And the video decoding module is used for processing the demultiplexed video signals, including decoding, scaling and the like.

And an image synthesis module, such as an image synthesizer, for performing superposition mixing processing on the graphic generator and the video image after the scaling processing according to the GUI signal input by the user or generated by the graphic generator, so as to generate an image signal for display.

The frame rate conversion module is configured to convert the input video frame rate, for example, converting the 60Hz frame rate into the 120Hz frame rate or the 240Hz frame rate, and the common format is implemented in an inserting frame manner.

The display format module is used for converting the received frame rate into a video output signal, and changing the video output signal to a signal conforming to the display format, such as outputting an RGB data signal.

The audio processor 260-2 is configured to receive an external audio signal, decompress and decode the external audio signal according to a standard codec protocol of an input signal, and perform noise reduction, digital-to-analog conversion, amplification processing, and the like, to obtain a sound signal that can be played in a speaker.

In other exemplary embodiments, video processor 260-1 may include one or more chip components. The audio processor 260-2 may also include one or more chips.

And, in other exemplary embodiments, the video processor 260-1 and the audio processor 260-2 may be separate chips or integrated together in one or more chips with the controller 210.

An audio output 270, which receives the sound signal output by the audio processor 260-2 under the control of the controller 210, such as: the speaker 272, and an external sound output terminal 274 that can be output to a generating device of an external device, other than the speaker 272 carried by the display device 200 itself, such as: external sound interface or earphone interface, etc.

And a power supply source for providing power supply support for the display device 200 with power inputted from an external power source under the control of the controller 210. The power supply may include a built-in power circuit installed inside the display apparatus 200, or may be an external power source installed in the display apparatus 200, and a power interface providing an external power source in the display apparatus 200.

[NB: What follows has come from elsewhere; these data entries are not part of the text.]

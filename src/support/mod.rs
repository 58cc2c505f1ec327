//-
// Copyright (c) 2020, Jason Lingle
//
// This file is part of Dovetail.
//
// Dovetail is free software: you can redistribute it and/or modify it under
// the terms of the GNU General Public License as published by the Free
// Software Foundation, either version 3 of the License, or (at your option)
// any later version.
//
// Dovetail is distributed in the hope that it will be useful, but WITHOUT ANY
// WARRANTY; without even the implied warranty of MERCHANTABILITY or FITNESS
// FOR A PARTICULAR PURPOSE. See the GNU General Public License for more
// details.
//
// You should have received a copy of the GNU General Public License along
// with Dovetail. If not, see <http://www.gnu.org/licenses/>.

pub mod error;
pub mod log_prefix;
//-
// Copyright (c) 2020, Jason Lingle
//
// This file is part of Dovetail.
//
// Dovetail is free software: you can redistribute it and/or modify it under
// the terms of the GNU General Public License as published by the Free
// Software Foundation, either version 3 of the License, or (at your option)
// any later version.
//
// Dovetail is distributed in the hope that it will be useful, but WITHOUT ANY
// WARRANTY; without even the implied warranty of MERCHANTABILITY or FITNESS
// FOR A PARTICULAR PURPOSE. See the GNU General Public License for more
// details.
//
// You should have received a copy of the GNU General Public License along
// with Dovetail. If not, see <http://www.gnu.org/licenses/>.

//! Dovetail is the mailbox-consistency core of an IMAP server: the machinery
//! that keeps each session's view of a mailbox — sequence numbers, `\Recent`
//! bookkeeping, pending flag, expunge, and deletion notifications — correct
//! and current while other sessions concurrently mutate the same mailbox.
//!
//! It contains no network I/O, no command grammar, and no storage format.
//! Storage backends plug in through [`mailbox::MessageMapper`]; the protocol
//! layer performs mutations through [`mailbox::MessageStore`] and drains
//! unsolicited responses from [`mailbox::SelectedMailbox`] between commands.

#[cfg(test)]
macro_rules! assert_matches {
    ($expected:pat, $actual:expr) => {
        match $actual {
            $expected => (),
            unexpected => panic!(
                "Expected {} matches {}, got {:?}",
                stringify!($expected),
                stringify!($actual),
                unexpected
            ),
        }
    };
}

pub mod mailbox;
pub mod support;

A user input interface for receiving an input signal of a user and then transmitting the received user input signal to the controller 210. The user input signal may be a remote control signal received through an infrared receiver, and various user control signals may be received through a network communication module.

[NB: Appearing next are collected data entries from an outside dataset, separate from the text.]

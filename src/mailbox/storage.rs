//-
// Copyright (c) 2020, Jason Lingle
//
// This file is part of Dovetail.
//
// Dovetail is free software: you can redistribute it and/or modify it under
// the terms of the GNU General Public License as published by the Free
// Software Foundation, either version 3 of the License, or (at your option)
// any later version.
//
// Dovetail is distributed in the hope that it will be useful, but WITHOUT ANY
// WARRANTY; without even the implied warranty of MERCHANTABILITY or FITNESS
// FOR A PARTICULAR PURPOSE. See the GNU General Public License for more
// details.
//
// You should have received a copy of the GNU General Public License along
// with Dovetail. If not, see <http://www.gnu.org/licenses/>.

//! The contract between this engine and whatever stores the messages.
//!
//! Dovetail owns no message data. Backends — in-memory, file-based,
//! relational, whatever — implement [`MessageMapper`] and are handed to
//! [`MessageStore`](super::MessageStore). Failures from a mapper propagate
//! to the caller as-is; if a backend wants retry behaviour, it implements
//! that itself, below this interface.

use chrono::prelude::*;
use serde::{Deserialize, Serialize};

use super::model::{Flag, MailboxId, MailboxPath, Uid};
use crate::support::error::Error;

/// The stored identity of one mailbox.
#[derive(Clone, Debug, PartialEq, Eq, Serialize, Deserialize)]
pub struct MailboxMetadata {
    pub id: MailboxId,
    /// The path at the time the metadata was loaded. Renames produce a new
    /// path but the same `id`.
    pub path: MailboxPath,
    /// Assigned when the mailbox is created and never changed afterwards.
    /// If the mailbox is deleted and recreated, the recreation gets a
    /// distinct value, which is how clients discover that their cached UIDs
    /// are garbage.
    pub uid_validity: u32,
}

/// The stored metadata of one message.
///
/// The message text itself never passes through this engine.
#[derive(Clone, Debug, PartialEq, Eq, Serialize, Deserialize)]
pub struct MessageMetadata {
    pub uid: Uid,
    pub flags: Vec<Flag>,
    pub internal_date: DateTime<Utc>,
}

impl MessageMetadata {
    pub fn is_set(&self, flag: &Flag) -> bool {
        self.flags.contains(flag)
    }
}

/// A contiguous range of UIDs to operate on.
#[derive(Clone, Copy, Debug, PartialEq, Eq)]
pub enum UidRange {
    All,
    Single(Uid),
    /// Inclusive on both ends.
    Range(Uid, Uid),
    /// `uid` and everything after it.
    From(Uid),
}

impl UidRange {
    pub fn contains(self, uid: Uid) -> bool {
        match self {
            UidRange::All => true,
            UidRange::Single(single) => single == uid,
            UidRange::Range(start, end) => start <= uid && uid <= end,
            UidRange::From(start) => start <= uid,
        }
    }
}

/// The result of reserving a UID through
/// [`MessageMapper::consume_next_uid`].
#[derive(Clone, Copy, Debug, PartialEq, Eq)]
pub struct UidReservation {
    /// The UID reserved for the caller. It will never be issued again, even
    /// if the caller fails before using it.
    pub uid: Uid,
    /// The mailbox's greatest-ever UID after this reservation.
    pub last_uid: Uid,
}

/// Storage access as consumed by this engine.
///
/// Implementations are shared across sessions and must be safe to call
/// concurrently.
pub trait MessageMapper: Send + Sync {
    /// Persist `message`, creating it or overwriting the stored metadata
    /// for its UID.
    fn save(
        &self,
        mailbox: MailboxId,
        message: &MessageMetadata,
    ) -> Result<(), Error>;

    /// Permanently remove the message with the given UID.
    fn delete(&self, mailbox: MailboxId, uid: Uid) -> Result<(), Error>;

    /// Return the messages within `range`, ascending by UID.
    ///
    /// UIDs within the range that don't exist (never allocated, or since
    /// expunged) are simply absent from the result.
    fn find_in_range(
        &self,
        mailbox: MailboxId,
        range: UidRange,
    ) -> Result<Vec<MessageMetadata>, Error>;

    /// Return the messages currently flagged `\Deleted`, ascending by UID.
    fn find_marked_for_deletion(
        &self,
        mailbox: MailboxId,
    ) -> Result<Vec<MessageMetadata>, Error>;

    /// Atomically advance the mailbox's UID counter and return the
    /// reservation.
    ///
    /// This is the only way the counter moves. Two callers racing on the
    /// same mailbox must receive distinct UIDs, in the order the underlying
    /// storage serialised them; the engine's `Added` event sequencing rests
    /// entirely on that guarantee.
    fn consume_next_uid(
        &self,
        mailbox: MailboxId,
    ) -> Result<UidReservation, Error>;
}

By way of example, a user inputs a user command through the remote controller or the mobile terminal 300, the user input interface responds to the user input through the controller 210, and the display device 200 responds to the user input.

In some embodiments, a user may input a user command through a Graphical User Interface (GUI) displayed on the display 280, and the user input interface receives the user input command through the Graphical User Interface (GUI). Alternatively, the user may input the user command by inputting a specific sound or gesture, and the user input interface recognizes the sound or gesture through the sensor to receive the user input command.

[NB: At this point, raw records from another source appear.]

//-
// Copyright (c) 2020, Jason Lingle
//
// This file is part of Dovetail.
//
// Dovetail is free software: you can redistribute it and/or modify it under
// the terms of the GNU General Public License as published by the Free
// Software Foundation, either version 3 of the License, or (at your option)
// any later version.
//
// Dovetail is distributed in the hope that it will be useful, but WITHOUT ANY
// WARRANTY; without even the implied warranty of MERCHANTABILITY or FITNESS
// FOR A PARTICULAR PURPOSE. See the GNU General Public License for more
// details.
//
// You should have received a copy of the GNU General Public License along
// with Dovetail. If not, see <http://www.gnu.org/licenses/>.

//! The sequence-number side of a session's mailbox view.
//!
//! Nothing here does I/O or locking; it's simply the pure mapping.

use super::model::{Seqnum, Uid};

/// A dense, bidirectional mapping between sequence numbers and UIDs for one
/// mailbox view.
///
/// Internally, this is just the ascending list of extant UIDs; the element
/// at index `i` holds sequence number `i + 1`. Sequence numbers are
/// therefore always the dense range `1..=len()` and increase strictly with
/// UID order, and expunging is a single removal which implicitly renumbers
/// every later message in the same step. Both directions of lookup are
/// binary searches.
///
/// Lookups of absent values return `None` rather than failing; asking about
/// a UID that has since been expunged is a perfectly normal occurrence when
/// several sessions race.
#[derive(Clone, Debug, Default, PartialEq, Eq)]
pub struct SeqnumIndex {
    uids: Vec<Uid>,
}

impl SeqnumIndex {
    /// Create an empty index.
    pub fn new() -> Self {
        SeqnumIndex::default()
    }

    /// Create an index over `uids`, assigning sequence numbers 1..=N in
    /// ascending UID order.
    ///
    /// Callers are expected to pass the snapshot already sorted; it is
    /// sorted (and deduplicated) here regardless, since a misordered
    /// snapshot would corrupt every lookup made through the view for the
    /// rest of the session.
    pub fn from_uids(uids: impl IntoIterator<Item = Uid>) -> Self {
        let mut uids: Vec<Uid> = uids.into_iter().collect();
        uids.sort_unstable();
        uids.dedup();
        SeqnumIndex { uids }
    }

    /// Bring `uid` into the mapping, assigning it the next sequence number.
    ///
    /// Has no effect if `uid` is already present.
    ///
    /// UIDs are allocated in ascending order, so in practice a new `uid` is
    /// greater than everything present and lands at the tail; existing
    /// sequence numbers are never reshuffled by an append.
    pub fn add(&mut self, uid: Uid) {
        if let Err(ix) = self.uids.binary_search(&uid) {
            self.uids.insert(ix, uid);
        }
    }

    /// Remove `uid` from the mapping, returning the sequence number it
    /// occupied.
    ///
    /// Every message after it is renumbered one down in the same step, so
    /// no caller can observe a gap in the numbering.
    ///
    /// Returns `None` (and changes nothing) if `uid` is not present, which
    /// makes expunging the same UID twice harmless.
    pub fn expunge(&mut self, uid: Uid) -> Option<Seqnum> {
        match self.uids.binary_search(&uid) {
            Ok(ix) => {
                self.uids.remove(ix);
                Some(Seqnum::from_index(ix))
            }
            Err(_) => None,
        }
    }

    /// Return the sequence number currently bound to `uid`.
    pub fn seqnum(&self, uid: Uid) -> Option<Seqnum> {
        self.uids.binary_search(&uid).ok().map(Seqnum::from_index)
    }

    /// Return the UID currently bound to `seqnum`.
    pub fn uid(&self, seqnum: Seqnum) -> Option<Uid> {
        self.uids.get(seqnum.to_index()).copied()
    }

    /// Return whether `uid` is currently in the mapping.
    pub fn contains(&self, uid: Uid) -> bool {
        self.uids.binary_search(&uid).is_ok()
    }

    /// Return the number of messages in the mapping, which is also the
    /// greatest assigned sequence number.
    pub fn len(&self) -> usize {
        self.uids.len()
    }

    pub fn is_empty(&self) -> bool {
        self.uids.is_empty()
    }

    /// Return the least UID in the mapping.
    pub fn first_uid(&self) -> Option<Uid> {
        self.uids.first().copied()
    }

    /// Return the greatest UID in the mapping.
    pub fn last_uid(&self) -> Option<Uid> {
        self.uids.last().copied()
    }

    /// Return an iterator over the extant UIDs, in sequence-number order.
    pub fn uids(&self) -> impl Iterator<Item = Uid> + '_ {
        self.uids.iter().copied()
    }

    /// Drop the whole mapping, releasing its storage.
    pub fn clear(&mut self) {
        self.uids = Vec::new();
    }
}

The controller 210 controls the operation of the display device 200 and responds to the user's operations through various software control programs stored on the memory 290.

As shown in fig. 2, the controller 210 includes RAM213 and ROM214, and a graphics processor 216, CPU processor 212, communication interface 218, such as: first interface 218-1 through nth interfaces 218-n, and a communication bus. The RAM213 and the ROM214 are connected to the graphics processor 216, the CPU processor 212, and the communication interface 218 via buses.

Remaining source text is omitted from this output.